TASK TO COMPLETE:
The reply to the records below should contain exactly the lines from the line with "const ENV_FAIL_FAST: &'static" through the line with "const ENV_EMBED_CHUNK: &'static", and nothing besides.
** Opening EXERCISE INPUTS block **
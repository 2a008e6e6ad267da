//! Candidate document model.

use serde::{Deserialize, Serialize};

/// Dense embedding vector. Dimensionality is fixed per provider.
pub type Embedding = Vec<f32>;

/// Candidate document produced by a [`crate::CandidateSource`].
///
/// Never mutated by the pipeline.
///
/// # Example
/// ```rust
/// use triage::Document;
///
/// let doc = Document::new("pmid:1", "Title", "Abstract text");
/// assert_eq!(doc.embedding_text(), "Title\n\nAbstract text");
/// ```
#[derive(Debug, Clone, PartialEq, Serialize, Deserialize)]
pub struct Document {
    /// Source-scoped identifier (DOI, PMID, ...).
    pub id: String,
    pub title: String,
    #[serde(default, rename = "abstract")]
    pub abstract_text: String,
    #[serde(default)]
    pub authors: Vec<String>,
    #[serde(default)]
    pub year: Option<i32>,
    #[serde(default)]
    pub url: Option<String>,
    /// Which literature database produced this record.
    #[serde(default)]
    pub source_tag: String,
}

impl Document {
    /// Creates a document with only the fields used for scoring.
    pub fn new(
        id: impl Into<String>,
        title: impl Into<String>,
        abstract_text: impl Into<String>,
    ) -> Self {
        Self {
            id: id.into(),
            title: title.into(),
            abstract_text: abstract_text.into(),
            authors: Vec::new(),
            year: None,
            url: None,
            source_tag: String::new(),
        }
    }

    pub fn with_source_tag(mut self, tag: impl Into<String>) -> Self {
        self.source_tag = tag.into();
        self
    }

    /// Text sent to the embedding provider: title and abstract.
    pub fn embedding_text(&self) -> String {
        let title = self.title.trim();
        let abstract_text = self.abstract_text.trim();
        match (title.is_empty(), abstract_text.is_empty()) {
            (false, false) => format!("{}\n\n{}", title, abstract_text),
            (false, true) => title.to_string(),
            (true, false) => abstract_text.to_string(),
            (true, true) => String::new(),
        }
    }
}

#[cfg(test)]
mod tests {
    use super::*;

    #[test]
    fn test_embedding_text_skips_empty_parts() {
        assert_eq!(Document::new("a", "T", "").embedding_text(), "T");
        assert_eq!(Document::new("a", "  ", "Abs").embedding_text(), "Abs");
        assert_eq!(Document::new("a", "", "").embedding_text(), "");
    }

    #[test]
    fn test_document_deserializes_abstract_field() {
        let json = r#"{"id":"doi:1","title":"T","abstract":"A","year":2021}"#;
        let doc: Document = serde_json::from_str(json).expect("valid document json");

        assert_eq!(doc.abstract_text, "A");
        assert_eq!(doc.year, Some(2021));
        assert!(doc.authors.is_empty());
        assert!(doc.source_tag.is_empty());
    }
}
** Closing EXERCISE INPUTS block **
** Opening EXERCISE INPUTS block **
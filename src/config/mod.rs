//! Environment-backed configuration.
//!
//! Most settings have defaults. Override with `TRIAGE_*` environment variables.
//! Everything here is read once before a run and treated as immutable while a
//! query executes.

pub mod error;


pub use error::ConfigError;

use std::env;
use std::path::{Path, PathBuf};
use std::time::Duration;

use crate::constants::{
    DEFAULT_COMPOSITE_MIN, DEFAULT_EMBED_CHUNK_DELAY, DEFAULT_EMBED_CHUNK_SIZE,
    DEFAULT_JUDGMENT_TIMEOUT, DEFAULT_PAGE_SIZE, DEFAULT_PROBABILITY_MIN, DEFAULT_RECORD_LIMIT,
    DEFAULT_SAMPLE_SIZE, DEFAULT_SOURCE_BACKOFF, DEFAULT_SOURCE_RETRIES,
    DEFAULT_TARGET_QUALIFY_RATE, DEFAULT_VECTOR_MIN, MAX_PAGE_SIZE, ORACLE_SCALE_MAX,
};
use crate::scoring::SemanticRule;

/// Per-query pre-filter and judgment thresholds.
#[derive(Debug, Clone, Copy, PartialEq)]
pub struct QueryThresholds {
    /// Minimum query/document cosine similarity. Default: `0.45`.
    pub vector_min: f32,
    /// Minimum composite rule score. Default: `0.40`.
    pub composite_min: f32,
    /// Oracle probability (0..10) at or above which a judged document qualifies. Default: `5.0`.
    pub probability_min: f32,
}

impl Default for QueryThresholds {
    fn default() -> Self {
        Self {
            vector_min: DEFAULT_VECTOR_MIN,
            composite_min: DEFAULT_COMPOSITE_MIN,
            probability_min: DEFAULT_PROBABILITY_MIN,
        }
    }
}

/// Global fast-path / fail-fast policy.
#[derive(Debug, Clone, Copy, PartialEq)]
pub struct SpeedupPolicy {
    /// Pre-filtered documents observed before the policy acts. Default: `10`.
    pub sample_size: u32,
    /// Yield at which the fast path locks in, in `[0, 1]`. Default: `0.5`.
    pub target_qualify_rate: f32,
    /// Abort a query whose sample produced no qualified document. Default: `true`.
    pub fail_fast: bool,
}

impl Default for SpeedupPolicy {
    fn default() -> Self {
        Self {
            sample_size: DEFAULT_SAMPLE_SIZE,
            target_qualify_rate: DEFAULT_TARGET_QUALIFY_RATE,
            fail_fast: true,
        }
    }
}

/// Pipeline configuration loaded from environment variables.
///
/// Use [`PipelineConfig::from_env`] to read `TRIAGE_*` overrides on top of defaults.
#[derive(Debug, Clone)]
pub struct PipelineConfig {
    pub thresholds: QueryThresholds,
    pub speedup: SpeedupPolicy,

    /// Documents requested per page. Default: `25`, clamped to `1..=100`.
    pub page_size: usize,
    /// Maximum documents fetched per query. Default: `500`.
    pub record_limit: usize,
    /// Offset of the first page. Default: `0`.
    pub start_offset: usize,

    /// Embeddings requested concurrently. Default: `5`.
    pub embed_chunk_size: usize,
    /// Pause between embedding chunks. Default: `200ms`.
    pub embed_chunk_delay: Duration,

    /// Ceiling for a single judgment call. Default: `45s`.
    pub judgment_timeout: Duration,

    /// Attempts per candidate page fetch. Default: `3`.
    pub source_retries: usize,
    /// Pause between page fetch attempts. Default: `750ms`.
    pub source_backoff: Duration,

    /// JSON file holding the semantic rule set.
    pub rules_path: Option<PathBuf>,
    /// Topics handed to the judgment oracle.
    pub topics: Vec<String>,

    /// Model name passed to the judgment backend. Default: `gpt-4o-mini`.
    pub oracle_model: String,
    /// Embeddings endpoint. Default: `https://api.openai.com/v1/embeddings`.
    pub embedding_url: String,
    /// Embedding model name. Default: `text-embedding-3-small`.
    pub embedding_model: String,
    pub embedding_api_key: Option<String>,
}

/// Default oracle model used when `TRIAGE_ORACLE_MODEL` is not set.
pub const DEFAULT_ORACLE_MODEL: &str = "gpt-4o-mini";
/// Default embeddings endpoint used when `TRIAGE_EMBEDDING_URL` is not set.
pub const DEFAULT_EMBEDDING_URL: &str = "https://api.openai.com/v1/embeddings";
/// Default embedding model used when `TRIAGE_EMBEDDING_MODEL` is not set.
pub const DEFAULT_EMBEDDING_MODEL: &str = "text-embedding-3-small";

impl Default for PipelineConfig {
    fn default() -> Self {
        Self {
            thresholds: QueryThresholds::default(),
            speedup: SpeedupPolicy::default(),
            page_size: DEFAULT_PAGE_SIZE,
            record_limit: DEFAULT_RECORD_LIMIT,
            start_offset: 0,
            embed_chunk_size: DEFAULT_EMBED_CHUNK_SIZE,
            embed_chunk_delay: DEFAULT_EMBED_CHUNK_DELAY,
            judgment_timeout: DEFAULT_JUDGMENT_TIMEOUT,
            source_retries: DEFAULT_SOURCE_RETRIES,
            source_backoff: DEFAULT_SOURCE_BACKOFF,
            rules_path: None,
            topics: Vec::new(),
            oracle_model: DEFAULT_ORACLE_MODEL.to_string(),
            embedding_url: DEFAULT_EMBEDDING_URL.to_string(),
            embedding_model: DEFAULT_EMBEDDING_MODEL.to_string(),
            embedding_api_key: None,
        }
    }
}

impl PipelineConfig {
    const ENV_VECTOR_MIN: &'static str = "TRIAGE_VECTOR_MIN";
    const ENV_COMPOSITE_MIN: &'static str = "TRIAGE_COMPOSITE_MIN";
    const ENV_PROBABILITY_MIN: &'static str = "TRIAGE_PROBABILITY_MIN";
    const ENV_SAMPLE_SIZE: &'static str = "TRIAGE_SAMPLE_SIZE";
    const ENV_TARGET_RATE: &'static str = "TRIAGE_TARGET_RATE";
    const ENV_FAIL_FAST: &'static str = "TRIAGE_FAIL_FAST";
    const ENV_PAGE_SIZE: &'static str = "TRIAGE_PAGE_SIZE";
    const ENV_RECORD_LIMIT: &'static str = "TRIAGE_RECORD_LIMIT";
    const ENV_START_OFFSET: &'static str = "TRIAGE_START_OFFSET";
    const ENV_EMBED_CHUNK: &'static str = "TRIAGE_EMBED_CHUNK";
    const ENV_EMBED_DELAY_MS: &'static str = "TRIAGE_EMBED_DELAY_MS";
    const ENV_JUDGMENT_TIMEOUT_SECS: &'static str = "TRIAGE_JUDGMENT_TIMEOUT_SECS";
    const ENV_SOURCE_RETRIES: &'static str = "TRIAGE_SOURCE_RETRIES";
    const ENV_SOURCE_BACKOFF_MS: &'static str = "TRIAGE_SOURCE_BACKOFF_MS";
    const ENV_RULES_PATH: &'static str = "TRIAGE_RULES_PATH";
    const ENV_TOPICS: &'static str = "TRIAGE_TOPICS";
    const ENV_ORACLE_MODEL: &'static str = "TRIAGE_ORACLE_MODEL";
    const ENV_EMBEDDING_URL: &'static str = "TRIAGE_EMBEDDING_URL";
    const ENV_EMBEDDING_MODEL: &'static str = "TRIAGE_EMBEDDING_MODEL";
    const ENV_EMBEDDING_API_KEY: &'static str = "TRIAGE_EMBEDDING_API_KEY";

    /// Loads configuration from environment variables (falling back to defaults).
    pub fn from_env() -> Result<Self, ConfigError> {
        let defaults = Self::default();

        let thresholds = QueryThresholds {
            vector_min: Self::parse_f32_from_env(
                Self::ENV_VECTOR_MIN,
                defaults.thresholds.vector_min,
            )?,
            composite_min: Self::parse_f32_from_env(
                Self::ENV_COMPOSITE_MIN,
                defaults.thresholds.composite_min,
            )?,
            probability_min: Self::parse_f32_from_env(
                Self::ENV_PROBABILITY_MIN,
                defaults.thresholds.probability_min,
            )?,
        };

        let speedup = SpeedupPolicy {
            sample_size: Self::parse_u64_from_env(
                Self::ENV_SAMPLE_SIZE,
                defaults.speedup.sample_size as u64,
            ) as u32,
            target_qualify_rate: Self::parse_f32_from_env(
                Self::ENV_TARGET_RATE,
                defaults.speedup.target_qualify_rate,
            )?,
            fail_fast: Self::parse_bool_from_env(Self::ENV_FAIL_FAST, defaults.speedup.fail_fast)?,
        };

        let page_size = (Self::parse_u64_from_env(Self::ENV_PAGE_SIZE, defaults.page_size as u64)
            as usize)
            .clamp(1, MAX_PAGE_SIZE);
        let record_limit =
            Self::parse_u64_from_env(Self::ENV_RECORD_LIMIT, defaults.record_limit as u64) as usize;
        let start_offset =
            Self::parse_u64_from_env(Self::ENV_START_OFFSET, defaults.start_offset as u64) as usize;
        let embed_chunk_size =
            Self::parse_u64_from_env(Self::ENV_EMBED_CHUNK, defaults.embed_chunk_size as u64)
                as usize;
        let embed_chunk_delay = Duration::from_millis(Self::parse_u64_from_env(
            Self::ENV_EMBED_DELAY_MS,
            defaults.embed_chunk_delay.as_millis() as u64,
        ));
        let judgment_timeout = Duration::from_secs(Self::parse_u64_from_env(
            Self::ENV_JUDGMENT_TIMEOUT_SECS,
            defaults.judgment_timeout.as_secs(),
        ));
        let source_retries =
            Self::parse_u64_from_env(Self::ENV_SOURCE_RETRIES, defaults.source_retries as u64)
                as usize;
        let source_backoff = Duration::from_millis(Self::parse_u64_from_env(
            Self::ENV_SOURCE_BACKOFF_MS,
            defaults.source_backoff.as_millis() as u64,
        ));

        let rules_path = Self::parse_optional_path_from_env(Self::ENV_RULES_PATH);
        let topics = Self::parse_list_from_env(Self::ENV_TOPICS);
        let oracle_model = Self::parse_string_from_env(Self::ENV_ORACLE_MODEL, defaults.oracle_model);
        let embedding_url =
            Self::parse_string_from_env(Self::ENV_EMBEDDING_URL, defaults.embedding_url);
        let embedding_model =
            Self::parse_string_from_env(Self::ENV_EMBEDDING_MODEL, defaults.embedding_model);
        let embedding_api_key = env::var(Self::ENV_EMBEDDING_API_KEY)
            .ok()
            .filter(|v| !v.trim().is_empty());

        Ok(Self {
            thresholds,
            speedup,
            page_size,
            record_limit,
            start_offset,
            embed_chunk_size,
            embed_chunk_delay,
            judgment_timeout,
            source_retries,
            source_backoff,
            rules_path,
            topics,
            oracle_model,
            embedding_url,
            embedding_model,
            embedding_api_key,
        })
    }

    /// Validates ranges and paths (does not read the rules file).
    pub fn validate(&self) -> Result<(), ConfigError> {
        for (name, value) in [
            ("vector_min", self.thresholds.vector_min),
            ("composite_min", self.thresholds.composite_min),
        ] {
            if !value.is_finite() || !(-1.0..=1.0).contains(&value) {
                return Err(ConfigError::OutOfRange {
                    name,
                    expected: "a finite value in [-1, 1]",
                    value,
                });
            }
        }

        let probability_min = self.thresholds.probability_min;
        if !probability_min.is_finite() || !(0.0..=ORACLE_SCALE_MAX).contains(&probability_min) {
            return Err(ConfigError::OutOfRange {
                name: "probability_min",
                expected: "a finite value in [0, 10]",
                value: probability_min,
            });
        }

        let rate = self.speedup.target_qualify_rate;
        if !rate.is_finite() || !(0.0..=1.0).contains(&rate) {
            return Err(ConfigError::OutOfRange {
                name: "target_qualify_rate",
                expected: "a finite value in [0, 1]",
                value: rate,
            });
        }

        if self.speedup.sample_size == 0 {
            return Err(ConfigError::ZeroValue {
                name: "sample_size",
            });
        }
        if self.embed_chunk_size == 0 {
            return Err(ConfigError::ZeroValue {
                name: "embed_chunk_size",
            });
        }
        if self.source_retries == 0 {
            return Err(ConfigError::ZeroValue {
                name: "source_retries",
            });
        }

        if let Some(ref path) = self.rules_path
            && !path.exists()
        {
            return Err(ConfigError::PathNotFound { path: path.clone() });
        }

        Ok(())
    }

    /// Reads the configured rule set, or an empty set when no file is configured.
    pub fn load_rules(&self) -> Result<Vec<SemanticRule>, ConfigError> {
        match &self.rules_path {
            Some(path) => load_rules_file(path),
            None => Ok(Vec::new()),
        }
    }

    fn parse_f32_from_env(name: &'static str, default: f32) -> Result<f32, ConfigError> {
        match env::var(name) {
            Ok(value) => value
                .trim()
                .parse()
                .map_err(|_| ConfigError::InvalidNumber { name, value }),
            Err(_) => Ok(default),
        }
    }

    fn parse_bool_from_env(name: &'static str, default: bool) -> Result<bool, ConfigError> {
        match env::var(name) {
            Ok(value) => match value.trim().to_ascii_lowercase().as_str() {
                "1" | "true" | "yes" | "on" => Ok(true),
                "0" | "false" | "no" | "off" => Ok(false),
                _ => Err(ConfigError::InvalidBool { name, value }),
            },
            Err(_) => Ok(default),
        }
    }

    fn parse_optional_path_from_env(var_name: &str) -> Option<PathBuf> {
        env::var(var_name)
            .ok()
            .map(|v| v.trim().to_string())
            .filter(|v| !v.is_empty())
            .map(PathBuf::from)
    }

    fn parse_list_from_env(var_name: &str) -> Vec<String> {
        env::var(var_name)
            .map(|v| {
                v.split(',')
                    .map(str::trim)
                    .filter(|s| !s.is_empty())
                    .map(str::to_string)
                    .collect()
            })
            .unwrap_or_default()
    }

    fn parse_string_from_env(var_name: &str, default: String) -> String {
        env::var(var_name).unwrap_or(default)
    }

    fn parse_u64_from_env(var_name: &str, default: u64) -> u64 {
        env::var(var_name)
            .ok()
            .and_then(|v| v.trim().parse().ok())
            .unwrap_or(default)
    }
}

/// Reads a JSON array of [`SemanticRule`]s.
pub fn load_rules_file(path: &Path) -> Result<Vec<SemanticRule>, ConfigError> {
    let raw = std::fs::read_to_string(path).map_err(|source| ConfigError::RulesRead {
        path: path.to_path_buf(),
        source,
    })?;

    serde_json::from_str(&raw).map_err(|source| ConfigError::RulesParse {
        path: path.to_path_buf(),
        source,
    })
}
** Closing EXERCISE INPUTS block **
OUTPUT:
    const ENV_FAIL_FAST: &'static str = "TRIAGE_FAIL_FAST";
    const ENV_PAGE_SIZE: &'static str = "TRIAGE_PAGE_SIZE";
    const ENV_RECORD_LIMIT: &'static str = "TRIAGE_RECORD_LIMIT";
    const ENV_START_OFFSET: &'static str = "TRIAGE_START_OFFSET";
    const ENV_EMBED_CHUNK: &'static str = "TRIAGE_EMBED_CHUNK";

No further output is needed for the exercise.